Im Lexikon der Psychologie wird Weisheit als „das Verstehen und Akzeptieren von Komplexität, Unbestimmtheit, Unterschiedlichkeit und Endlichkeit des menschlichen Lebens“ definiert. Dazu gehört „eine tiefe Einsicht in das Wirkgefüge der Welt, des Lebens und der Gesellschaft sowie eine besonders wertvolle ethisch-moralische Grundhaltung“, die sich nicht nur im Denken, sondern auch im Handeln zeigt.
Weisheit ist – ähnlich wie Selbstbewusstsein oder Intelligenz – eine komplexe Eigenschaft, zu der ein ganzes Bündel von Fähigkeiten gehört. Linden vergleicht ihr Zusammenspiel mit der Kompetenz, die notwendig ist, um beim Einkauf im Supermarkt eine gute Entscheidung zu treffen: „Wenn ich beispielsweise einen Orangensaft will, muss ich viele verschiedene Faktoren berücksichtigen: Nehme ich einen mit zusätzlichen Vitaminen, ein Bio-Produkt oder den günstigsten? Das Gehirn braucht nur wenige Sekunden, dann greifen wir zur rechten oder linken Packung“, erklärt der Experte.

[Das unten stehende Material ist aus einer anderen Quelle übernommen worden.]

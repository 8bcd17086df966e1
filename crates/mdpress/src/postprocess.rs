//! Turning a rendered fragment into self-contained output.
//!
//! The publishing host strips `<style>` blocks and external stylesheets, so
//! everything that can live in a `style` attribute must end up there. The
//! steps here run after rendering: drop the top margin of the first block,
//! append the fixed auxiliary styles, inline every flat tag rule from the
//! gathered CSS, and re-emit whatever could not be inlined (class,
//! descendant and pseudo-element selectors) in one trailing `<style>`
//! block for hosts that do keep them.

use once_cell::sync::Lazy;
use regex::{Captures, NoExpand, Regex};

static FIRST_STYLE_ATTR: Lazy<Regex> =
    Lazy::new(|| Regex::new(r#"(style=".*?)""#).expect("style attribute pattern is valid"));

static STYLE_BLOCK: Lazy<Regex> =
    Lazy::new(|| Regex::new(r"(?s)<style>(.*?)</style>").expect("style block pattern is valid"));

static STYLE_ATTR: Lazy<Regex> =
    Lazy::new(|| Regex::new(r#"style="([^"]*)""#).expect("style attribute pattern is valid"));

/// Removes the top margin of the first styled element so the document does
/// not start with a gap.
///
/// A single substitution on the first `style="..."` attribute; the
/// `!important` suffix outranks anything the inliner merges later.
pub fn strip_leading_margin(html: &str) -> String {
    FIRST_STYLE_ATTR
        .replace(html, "${1};margin-top: 0!important\"")
        .into_owned()
}

/// The fixed auxiliary `<style>` fragments appended after the footnote
/// block: the language badge on code blocks, the code block padding
/// scheme, and (optionally) the rule revealing the mac traffic-light
/// marker.
pub fn additional_styles(mac_code_block: bool) -> String {
    let mut css = String::from(
        "<style>.preview-wrapper pre::before { position: absolute; top: 0; right: 0; \
         color: #ccc; text-align: center; font-size: 0.8em; padding: 5px 10px 0; \
         line-height: 15px; height: 15px; font-weight: 600; }</style>",
    );
    if mac_code_block {
        css.push_str("<style>.hljs.code__pre > .mac-sign { display: flex; }</style>");
    }
    css.push_str(
        "<style>.code__pre { padding: 0 !important; } \
         .hljs.code__pre code { display: -webkit-box; padding: 0.5em 1em 1em; \
         overflow-x: auto; text-indent: 0; }</style>",
    );
    css
}

/// Inlines flat tag rules from every embedded `<style>` block plus
/// `extra_css` into matching elements' `style` attributes.
///
/// Existing inline declarations win over rule declarations, except rules
/// marked `!important`, which always win. Rules whose selector is not a
/// bare tag name cannot be expressed inline and are re-emitted in a single
/// trailing `<style>` block.
pub fn inline_styles(html: &str, extra_css: &str) -> String {
    let mut css = String::new();
    for caps in STYLE_BLOCK.captures_iter(html) {
        css.push_str(&caps[1]);
        css.push('\n');
    }
    css.push_str(extra_css);

    let rules = mdpress_css::parse(&css);
    let mut out = STYLE_BLOCK.replace_all(html, "").into_owned();
    let mut leftover = mdpress_css::RuleMap::new();
    for (selector, declarations) in rules {
        if is_flat_tag(&selector) {
            out = apply_rule(&out, &selector, &declarations);
        } else {
            leftover.insert(selector, declarations);
        }
    }

    if !leftover.is_empty() {
        out.push_str("<style>\n");
        out.push_str(&mdpress_css::serialize(&leftover));
        out.push_str("</style>");
    }
    out
}

/// A selector the inliner can match against tags: a bare element name.
fn is_flat_tag(selector: &str) -> bool {
    !selector.is_empty() && selector.chars().all(|c| c.is_ascii_alphanumeric())
}

/// Merges one rule into every occurrence of its tag.
fn apply_rule(html: &str, tag: &str, declarations: &mdpress_css::Declarations) -> String {
    let pattern = match Regex::new(&format!(r"<{}(\s[^>]*)?>", regex::escape(tag))) {
        Ok(pattern) => pattern,
        // Selector already vetted as alphanumeric; kept for completeness.
        Err(_) => return html.to_string(),
    };
    pattern
        .replace_all(html, |caps: &Captures| {
            let attrs = caps.get(1).map(|m| m.as_str()).unwrap_or("");
            format!("<{}{}>", tag, merge_into_attrs(attrs, declarations))
        })
        .into_owned()
}

/// Merges rule declarations into a tag's attribute text, creating the
/// `style` attribute when absent.
fn merge_into_attrs(attrs: &str, declarations: &mdpress_css::Declarations) -> String {
    match STYLE_ATTR.captures(attrs) {
        Some(caps) => {
            let mut existing = parse_inline(&caps[1]);
            for (property, value) in declarations {
                let important = value.trim_end().ends_with("!important");
                if important || !existing.contains_key(property) {
                    existing.insert(property.clone(), value.clone());
                }
            }
            let replacement = format!("style=\"{}\"", inline_text(&existing));
            STYLE_ATTR
                .replace(attrs, NoExpand(&replacement))
                .into_owned()
        }
        None => format!("{} style=\"{}\"", attrs, inline_text(declarations)),
    }
}

/// Parses the body of a `style` attribute into a declaration map.
fn parse_inline(style: &str) -> mdpress_css::Declarations {
    let mut declarations = mdpress_css::Declarations::new();
    for part in style.split(';') {
        if let Some((property, value)) = part.split_once(':') {
            let property = property.trim();
            let value = value.trim();
            if !property.is_empty() && !value.is_empty() {
                declarations.insert(property.to_string(), value.to_string());
            }
        }
    }
    declarations
}

fn inline_text(declarations: &mdpress_css::Declarations) -> String {
    declarations
        .iter()
        .map(|(property, value)| format!("{}: {}", property, value))
        .collect::<Vec<_>>()
        .join("; ")
}

#[cfg(test)]
mod tests {
    use super::*;

    #[test]
    fn test_strip_leading_margin_first_attr_only() {
        let html = r#"<h1 style="color: red">x</h1><p style="color: blue">y</p>"#;
        let out = strip_leading_margin(html);
        assert!(out.contains(r#"<h1 style="color: red;margin-top: 0!important">"#));
        assert!(out.contains(r#"<p style="color: blue">"#));
    }

    #[test]
    fn test_strip_leading_margin_no_styles() {
        assert_eq!(strip_leading_margin("<p>x</p>"), "<p>x</p>");
    }

    #[test]
    fn test_additional_styles_mac_toggle() {
        assert!(additional_styles(true).contains("mac-sign"));
        assert!(!additional_styles(false).contains("mac-sign"));
        assert!(additional_styles(false).contains("code__pre"));
    }

    #[test]
    fn test_inline_flat_tag_rule() {
        let html = r#"<p style="margin: 0">x</p>"#;
        let out = inline_styles(html, "p { color: red }");
        assert!(out.contains("color: red"));
        assert!(out.contains("margin: 0"));
        assert!(!out.contains("<style>"));
    }

    #[test]
    fn test_existing_inline_declaration_wins() {
        let html = r#"<p style="color: blue">x</p>"#;
        let out = inline_styles(html, "p { color: red }");
        assert!(out.contains("color: blue"));
        assert!(!out.contains("color: red"));
    }

    #[test]
    fn test_important_rule_overrides_inline() {
        let html = r#"<p style="color: blue">x</p>"#;
        let out = inline_styles(html, "p { color: red !important }");
        assert!(out.contains("color: red !important"));
        assert!(!out.contains("color: blue"));
    }

    #[test]
    fn test_rule_creates_missing_style_attr() {
        let out = inline_styles("<p>x</p>", "p { color: red }");
        assert_eq!(out, r#"<p style="color: red">x</p>"#);
    }

    #[test]
    fn test_embedded_style_blocks_are_consumed() {
        let html = r#"<style>p { color: red }</style><p>x</p>"#;
        let out = inline_styles(html, "");
        assert!(!out.contains("color: red }"));
        assert!(out.contains(r#"<p style="color: red">"#));
    }

    #[test]
    fn test_non_flat_rules_reemitted() {
        let html = "<p>x</p>";
        let out = inline_styles(html, ".note { color: red } p::first-line { color: blue }");
        assert!(out.contains("<style>"));
        assert!(out.contains(".note"));
        assert!(out.contains("p::first-line"));
        // The paragraph itself stays untouched.
        assert!(out.starts_with("<p>x</p>"));
    }

    #[test]
    fn test_rule_applies_to_every_occurrence() {
        let html = "<td>1</td><td>2</td>";
        let out = inline_styles(html, "td { padding: 4px }");
        assert_eq!(out.matches("padding: 4px").count(), 2);
    }
}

Zur Weisheitskompetenz zählen das bisher vorhandene Fakten- und Problemlösewissen sowie die Fähigkeit, die Begleitumstände in eine Entscheidung mit einzubeziehen. Auch die eigenen Werte und die der anderen spielen eine Rolle. Zudem ist es notwendig, sich selbst und seine Mitmenschen gut zu kennen und gegebenenfalls die Perspektive zu wechseln: Was würden andere an meiner Stelle machen? Was bedeutet meine Entscheidung für die, die davon betroffen sind? Wie fühlen sie sich?
Wichtig ist auch, seine eigenen Emotionen wahrzunehmen und zu akzeptieren, sie zu steuern und konstruktiv mit ihnen umgehen zu können. Weiterhin sollte man in der Lage sein, Distanz zu sich zu haben und sich selbst nicht so wichtig zu nehmen. Hinzu kommt die Fähigkeit, mehrdeutige Situationen und widersprüchliche Handlungsweisen ertragen zu können. Zur Weisheitskompetenz gehört übrigens auch, die Vergangenheit ruhen zu lassen und anderen zu vergeben. Und schließlich spielt die Nachhaltigkeit eine Rolle: Was sind die mittel- und langfristigen Folgen meiner Entscheidung?
„Jeder hat Weisheitskompetenzen, denn jeder ist jeden Tag mit unlösbaren Problemen konfrontiert“, ist Linden überzeugt. Im Alter fällt es aufgrund der Lebenserfahrung leichter, komplexe Situationen und Zusammenhänge zu begreifen. Außerdem neigen ältere Menschen dazu, den Ereignissen mit mehr Gelassenheit zu begegnen. Die Emotionalität nimmt im Lauf des Lebens ab, sodass man sich nicht mehr so leicht von seinen Gefühlen mitreißen lässt.
Weisheit erlangt man dadurch noch nicht. Doch sie lässt sich trainieren. „Viele Volksweisheiten enthalten hilfreiche Tipps“, sagt Linden. Beispielsweise die Redewendung „eine Nacht darüber schlafen“, die empfohlen wird, wenn man eine Entscheidung nicht leichtfertig treffen möchte. Wer sich beispielsweise über eine E-Mail geärgert hat, sollte nicht gleich antworten. „Am nächsten Morgen hat man sich meist schon wieder beruhigt“, so Linden.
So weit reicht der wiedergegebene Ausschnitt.